Please give an example of how each of the following gas laws affects a pilot who is in flight and explain the condition (altitude, etc.) the pilot is in when he or she experiences trouble due to each of the gas laws:

- Boyle's Gas Law (gas expansion)

- Dalton's Gas Law (partial pressures)

- Henry's Gas Law (decompression)

- Graham's Gas Law (gaseous diffusion)

Thank you!

Answer 1

Boyle's Gas Law (gas expansion)

It states that the volume of a gas is inversely proportional to the pressure on the gas as long as the temperature remains constant. A gas will expand when the pressure on it is decreased. This law holds true for all gases, even those trapped in body cavities. Altitude also plays an important role. For example a volume of gas at sea level pressure will expand to approximately twice its original volume at 18,000 feet, nearly nine times its original volume at 50,000 feet.

Dalton's Gas Law (partial pressures)

It states that the total pressure of any mixture of gases (with constant temperature and volume) is the sum of the individual pressures (also called partial pressure) of each gas in the mixture. Dalton's Law lets us calculate the partial pressure of the oxygen in the atmosphere at any altitude

Henry's Gas Law (decompression)

It states that the amount of gas dissolved in a solution is proportional to the partial pressure of the gas over the solution.
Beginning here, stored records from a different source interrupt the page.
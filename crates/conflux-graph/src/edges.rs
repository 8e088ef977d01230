use serde::{Deserialize, Serialize};

use crate::ids::{NodeId, OrgId, ProjectId, UserId};

/// Event on the triggering flow that fires a trigger.
#[derive(Debug, Clone, Copy, PartialEq, Eq, Serialize, Deserialize)]
#[serde(rename_all = "snake_case")]
pub enum TriggeringEvent {
  DataSourceReadStart,
  DataSourceReadDone,
  DataSinkWriteDone,
}

/// Action taken on the triggered flow.
#[derive(Debug, Clone, Copy, PartialEq, Eq, Serialize, Deserialize)]
#[serde(rename_all = "snake_case")]
pub enum TriggeredEvent {
  DataSourceRead,
  DataSinkWrite,
}

/// Scheduling dependency between two flows, keyed by their origin nodes.
#[derive(Debug, Clone, PartialEq, Eq, Serialize, Deserialize)]
pub struct TriggerEdge {
  pub id: u64,
  pub owner_id: UserId,
  pub org_id: OrgId,
  pub triggering_origin_node_id: NodeId,
  pub triggered_origin_node_id: NodeId,
  pub triggering_event: TriggeringEvent,
  pub triggered_event: TriggeredEvent,
}

impl TriggerEdge {
  pub fn involves(&self, node_id: NodeId) -> bool {
    self.triggering_origin_node_id == node_id || self.triggered_origin_node_id == node_id
  }
}

#[derive(Debug, Clone, Copy, PartialEq, Eq, Serialize, Deserialize)]
#[serde(rename_all = "snake_case")]
pub enum LinkType {
  /// Undirected relation; endpoints are stored in ascending order.
  Peer,
  /// Directed relation from `left` to `right`.
  Retrieval,
}

impl LinkType {
  pub fn is_symmetric(&self) -> bool {
    matches!(self, LinkType::Peer)
  }
}

/// Edge between two flow origins, optionally scoped to one retrieval source.
#[derive(Debug, Clone, PartialEq, Eq, Serialize, Deserialize)]
pub struct FlowLink {
  pub id: u64,
  pub link_type: LinkType,
  pub left_origin_node_id: NodeId,
  pub right_origin_node_id: NodeId,
  #[serde(default, skip_serializing_if = "Option::is_none")]
  pub retriever_data_source_id: Option<u64>,
}

impl FlowLink {
  pub fn involves(&self, node_id: NodeId) -> bool {
    self.left_origin_node_id == node_id || self.right_origin_node_id == node_id
  }
}

#[derive(Debug, Clone, PartialEq, Eq, Serialize, Deserialize)]
pub struct Project {
  pub id: ProjectId,
  pub name: String,
  pub owner_id: UserId,
  pub org_id: OrgId,
}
A bottle of carbonated liquid demonstrates Henry's Law. When the bottle is uncapped, the carbon dioxide (CO2) in the mixture will slowly diffuse to the atmosphere until the pressure of CO2 in the liquid equals the pressure of CO2 in the surrounding air. The soda will then be "flat." A bottle of soda opened in an unpressurized aircraft at 10,000 feet will foam and overflow. The opposite will happen with soda opened at pressures greater than one atmosphere. A champagne cork won't pop in a diving bathysphere pressurized for deep ocean exploration.
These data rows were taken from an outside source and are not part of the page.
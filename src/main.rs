mod batch;

use std::path::{Path, PathBuf};
use std::sync::Arc;

use anyhow::{Context, Result};
use clap::{Parser, Subcommand, ValueEnum};
use tokio::sync::mpsc;
use tracing::{info, warn};
use tracing_subscriber::EnvFilter;

use conflux_config::EngineConfig;
use conflux_engine::{
  AdminLevel, ChannelPublisher, ControlPlaneEvent, Grant, StaticAccess, TopologyEngine, Viewer,
};
use conflux_graph::{OrgId, ResourceKind, ResourceRef, UserId};
use conflux_store::{SqliteStore, Store};

/// Conflux - control plane for data pipeline topologies
#[derive(Parser)]
#[command(name = "conflux")]
#[command(version, about, long_about = None)]
struct Cli {
  /// Path to the data directory (default: ~/.conflux)
  #[arg(long, global = true)]
  data_dir: Option<PathBuf>,

  /// Path to the topology database (default: <data-dir>/topology.db)
  #[arg(long, global = true)]
  db: Option<PathBuf>,

  /// Path to the engine config (JSON)
  #[arg(long, global = true)]
  config: Option<PathBuf>,

  /// Path to a JSON list of access grants
  #[arg(long, global = true)]
  grants: Option<PathBuf>,

  /// User to act as
  #[arg(long, global = true, default_value_t = 1)]
  user: u64,

  /// Organization of the acting user
  #[arg(long, global = true, default_value_t = 1)]
  org: u64,

  /// Administrative level of the acting user
  #[arg(long, global = true, value_enum, default_value_t = Admin::None)]
  admin: Admin,

  #[command(subcommand)]
  command: Option<Commands>,
}

#[derive(Subcommand)]
enum Commands {
  /// Apply a batch of operations and save the result
  Apply {
    /// Path to the batch file (JSON array of operations)
    batch_file: PathBuf,
  },

  /// Render the flow containing a resource
  Flow {
    /// Resource kind (source, set, sink)
    kind: ResourceKind,

    /// Resource id
    id: u64,
  },

  /// List every flow visible to the acting user
  List {
    /// Restrict to flows reachable from these sources
    #[arg(long = "source")]
    sources: Vec<u64>,
  },
}

#[derive(Debug, Clone, Copy, ValueEnum)]
enum Admin {
  None,
  OrgAdmin,
  SuperUser,
}

impl From<Admin> for AdminLevel {
  fn from(admin: Admin) -> Self {
    match admin {
      Admin::None => AdminLevel::None,
      Admin::OrgAdmin => AdminLevel::OrgAdmin,
      Admin::SuperUser => AdminLevel::SuperUser,
    }
  }
}

fn main() -> Result<()> {
  let cli = Cli::parse();

  tracing_subscriber::fmt()
    .with_env_filter(
      EnvFilter::try_from_default_env().unwrap_or_else(|_| EnvFilter::new("conflux=info")),
    )
    .with_writer(std::io::stderr)
    .init();

  let Some(command) = cli.command.as_ref() else {
    println!("conflux - use --help to see available commands");
    return Ok(());
  };

  let rt = tokio::runtime::Runtime::new()?;
  rt.block_on(async { run(&cli, command).await })
}

async fn run(cli: &Cli, command: &Commands) -> Result<()> {
  let data_dir = match &cli.data_dir {
    Some(dir) => dir.clone(),
    None => dirs::home_dir()
      .context("could not determine home directory")?
      .join(".conflux"),
  };
  let db_path = cli
    .db
    .clone()
    .unwrap_or_else(|| data_dir.join("topology.db"));
  if let Some(parent) = db_path.parent() {
    tokio::fs::create_dir_all(parent)
      .await
      .with_context(|| format!("failed to create data directory: {}", parent.display()))?;
  }

  let config = match &cli.config {
    Some(path) => EngineConfig::from_file(path)
      .with_context(|| format!("failed to load config: {}", path.display()))?,
    None => EngineConfig::default(),
  };
  let access = match &cli.grants {
    Some(path) => load_grants(path).await?,
    None => StaticAccess::new(),
  };
  let viewer = Viewer {
    user_id: UserId(cli.user),
    org_id: OrgId(cli.org),
    admin_level: cli.admin.into(),
  };

  let store = SqliteStore::open(&db_path)
    .await
    .with_context(|| format!("failed to open database: {}", db_path.display()))?;
  let topology = store.load().await.context("failed to load topology")?;
  eprintln!(
    "Loaded topology: {} nodes from {}",
    topology.node_count(),
    db_path.display()
  );

  let (sender, receiver) = mpsc::unbounded_channel();
  let delivery = tokio::spawn(deliver_events(receiver));

  let mut engine = TopologyEngine::new(Arc::new(config), Arc::new(access))
    .with_topology(topology)
    .with_publisher(Arc::new(ChannelPublisher::new(sender)));

  let output = match command {
    Commands::Apply { batch_file } => {
      let content = tokio::fs::read_to_string(batch_file)
        .await
        .with_context(|| format!("failed to read batch file: {}", batch_file.display()))?;
      let operations = batch::parse(&content)
        .with_context(|| format!("invalid batch file: {}", batch_file.display()))?;
      eprintln!("Applying {} operations", operations.len());

      let results = batch::apply_all(&mut engine, &viewer, operations)?;
      store
        .save(engine.topology())
        .await
        .context("failed to save topology")?;
      eprintln!("Saved topology: {} nodes", engine.topology().node_count());
      serde_json::to_value(results)?
    }
    Commands::Flow { kind, id } => {
      let result = engine
        .flow(&viewer, ResourceRef::new(*kind, *id))
        .context("failed to assemble flow")?;
      serde_json::to_value(result)?
    }
    Commands::List { sources } => {
      let filter = (!sources.is_empty()).then_some(sources.as_slice());
      let result = engine
        .list_flows(&viewer, filter)
        .context("failed to list flows")?;
      eprintln!("Found {} resources", result.len());
      serde_json::to_value(result)?
    }
  };

  // Dropping the engine closes the channel so the delivery task finishes.
  drop(engine);
  if let Err(e) = delivery.await {
    warn!(error = %e, "event delivery task failed");
  }

  println!("{}", serde_json::to_string_pretty(&output)?);
  Ok(())
}

async fn load_grants(path: &Path) -> Result<StaticAccess> {
  let content = tokio::fs::read_to_string(path)
    .await
    .with_context(|| format!("failed to read grants file: {}", path.display()))?;
  let grants: Vec<Grant> = serde_json::from_str(&content)
    .with_context(|| format!("failed to parse grants file: {}", path.display()))?;
  Ok(StaticAccess::from_grants(grants))
}

async fn deliver_events(mut receiver: mpsc::UnboundedReceiver<ControlPlaneEvent>) {
  while let Some(event) = receiver.recv().await {
    info!(
      resource = %event.resource,
      event_type = ?event.event_type,
      "control plane event"
    );
  }
}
Graham's Gas Law (gaseous diffusion)

It states that a gas at higher pressure exerts a force toward a region of lower pressure. There's a permeable or semi-permeable membrane separating the gases, and gas will diffuse across the membrane from the higher pressure to the lower pressure. This will continue until the pressure of the gas is equal, or nearly equal, on both sides of the membrane. Graham's Law is true for all gases and each gas in a mixture behaves independently. It's possible to have two or more gases in a solution diffusing in opposite directions across the same membrane and, in fact, this is what happens to make oxygen transfer possible in the cells and tissues of the human body.